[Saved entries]
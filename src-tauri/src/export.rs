//! CSV exports of the historical table, written under `~/.rcaview/exports`
//! and logged in the `exports` table.

use std::path::{Path, PathBuf};

use serde::{Deserialize, Serialize};
use tracing::info;

use crate::api::HistoryRequest;
use crate::db::DbPool;
use crate::error::Result;

#[derive(Debug, Clone, PartialEq, Serialize, Deserialize)]
#[serde(rename_all = "camelCase")]
pub struct ExportRecord {
    pub id: i64,
    pub path: String,
    pub data_source: String,
    pub start_time: String,
    pub end_time: String,
    pub bytes: i64,
    pub created_at: String,
}

pub fn export_dir(data_dir: &Path) -> PathBuf {
    data_dir.join("exports")
}

fn sanitize(part: &str) -> String {
    part.chars()
        .map(|c| if c.is_ascii_alphanumeric() { c } else { '_' })
        .collect()
}

/// `anomalies_<source>_<start>_<end>.csv`, with a numeric suffix when the
/// name is already taken in `dir`.
pub fn export_file_name(dir: &Path, req: &HistoryRequest) -> PathBuf {
    let stem = format!(
        "anomalies_{}_{}_{}",
        req.data_source.as_str(),
        sanitize(&req.start_time),
        sanitize(&req.end_time)
    );
    let mut path = dir.join(format!("{}.csv", stem));
    let mut n = 1;
    while path.exists() {
        path = dir.join(format!("{}_{}.csv", stem, n));
        n += 1;
    }
    path
}

/// Write `csv` for `req` into `dir` and record it.
pub fn save_export(pool: &DbPool, dir: &Path, req: &HistoryRequest, csv: &[u8]) -> Result<ExportRecord> {
    std::fs::create_dir_all(dir)?;
    let path = export_file_name(dir, req);
    std::fs::write(&path, csv)?;

    let conn = pool.get()?;
    conn.execute(
        "INSERT INTO exports (path, data_source, start_time, end_time, bytes)
         VALUES (?1, ?2, ?3, ?4, ?5)",
        rusqlite::params![
            path.to_string_lossy().into_owned(),
            req.data_source.as_str(),
            req.start_time,
            req.end_time,
            csv.len() as i64,
        ],
    )?;
    let id = conn.last_insert_rowid();
    info!(path = %path.display(), bytes = csv.len(), "export written");
    export_get(pool, id)
}

pub fn export_get(pool: &DbPool, id: i64) -> Result<ExportRecord> {
    let conn = pool.get()?;
    Ok(conn.query_row(
        "SELECT id, path, data_source, start_time, end_time, bytes, created_at
         FROM exports WHERE id = ?1",
        [id],
        row_to_record,
    )?)
}

/// Most recent exports first.
pub fn export_list(pool: &DbPool, limit: u32) -> Result<Vec<ExportRecord>> {
    let conn = pool.get()?;
    let mut stmt = conn.prepare(
        "SELECT id, path, data_source, start_time, end_time, bytes, created_at
         FROM exports ORDER BY id DESC LIMIT ?1",
    )?;
    let records = stmt
        .query_map([limit], row_to_record)?
        .filter_map(|r| r.ok())
        .collect();
    Ok(records)
}

fn row_to_record(row: &rusqlite::Row<'_>) -> rusqlite::Result<ExportRecord> {
    Ok(ExportRecord {
        id: row.get(0)?,
        path: row.get(1)?,
        data_source: row.get(2)?,
        start_time: row.get(3)?,
        end_time: row.get(4)?,
        bytes: row.get(5)?,
        created_at: row.get(6)?,
    })
}

#[cfg(test)]
mod tests {
    use super::*;
    use crate::db;
    use crate::types::source::DataSource;
    use std::collections::BTreeMap;

    fn test_pool() -> (tempfile::TempDir, DbPool) {
        let dir = tempfile::tempdir().unwrap();
        let pool = db::create_pool(&dir.path().join("test.sqlite")).unwrap();
        db::init_db(&pool).unwrap();
        crate::migrations::run_pending(&pool).unwrap();
        (dir, pool)
    }

    fn request() -> HistoryRequest {
        HistoryRequest {
            data_source: DataSource::Dns,
            start_time: "2024-01-01 11:00:00".to_string(),
            end_time: "2024-01-01 12:00:00".to_string(),
            filters: vec![],
            severity: vec![],
            service: None,
            page: 1,
            limit: 25,
            sort_by: None,
            sort_order: None,
            identifiers: BTreeMap::new(),
        }
    }

    #[test]
    fn file_name_is_filesystem_safe() {
        let dir = tempfile::tempdir().unwrap();
        let path = export_file_name(dir.path(), &request());
        assert_eq!(
            path.file_name().unwrap().to_str().unwrap(),
            "anomalies_dns_2024_01_01_11_00_00_2024_01_01_12_00_00.csv"
        );
    }

    #[test]
    fn save_writes_file_and_logs_it() {
        let (dir, pool) = test_pool();
        let out = export_dir(dir.path());
        let csv = b"timestamp,domain,score\n2024-01-01 11:05:00,example.com,0.93\n";
        let record = save_export(&pool, &out, &request(), csv).unwrap();
        assert_eq!(record.bytes, csv.len() as i64);
        assert_eq!(record.data_source, "dns");
        assert_eq!(std::fs::read(&record.path).unwrap(), csv.to_vec());
    }

    #[test]
    fn repeated_export_gets_a_new_name() {
        let (dir, pool) = test_pool();
        let out = export_dir(dir.path());
        let first = save_export(&pool, &out, &request(), b"a\n").unwrap();
        let second = save_export(&pool, &out, &request(), b"b\n").unwrap();
        assert_ne!(first.path, second.path);
        assert!(second.path.ends_with("_1.csv"));

        let listed = export_list(&pool, 10).unwrap();
        assert_eq!(listed.len(), 2);
        assert_eq!(listed[0].id, second.id);
        assert_eq!(export_list(&pool, 1).unwrap().len(), 1);
    }
}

* **WORK REQUIRED**:
Search the entries for the word "info" and copy every line that holds it.

* **ANSWER SPACE**:
use tracing::info;
    info!(path = %path.display(), bytes = csv.len(), "export written");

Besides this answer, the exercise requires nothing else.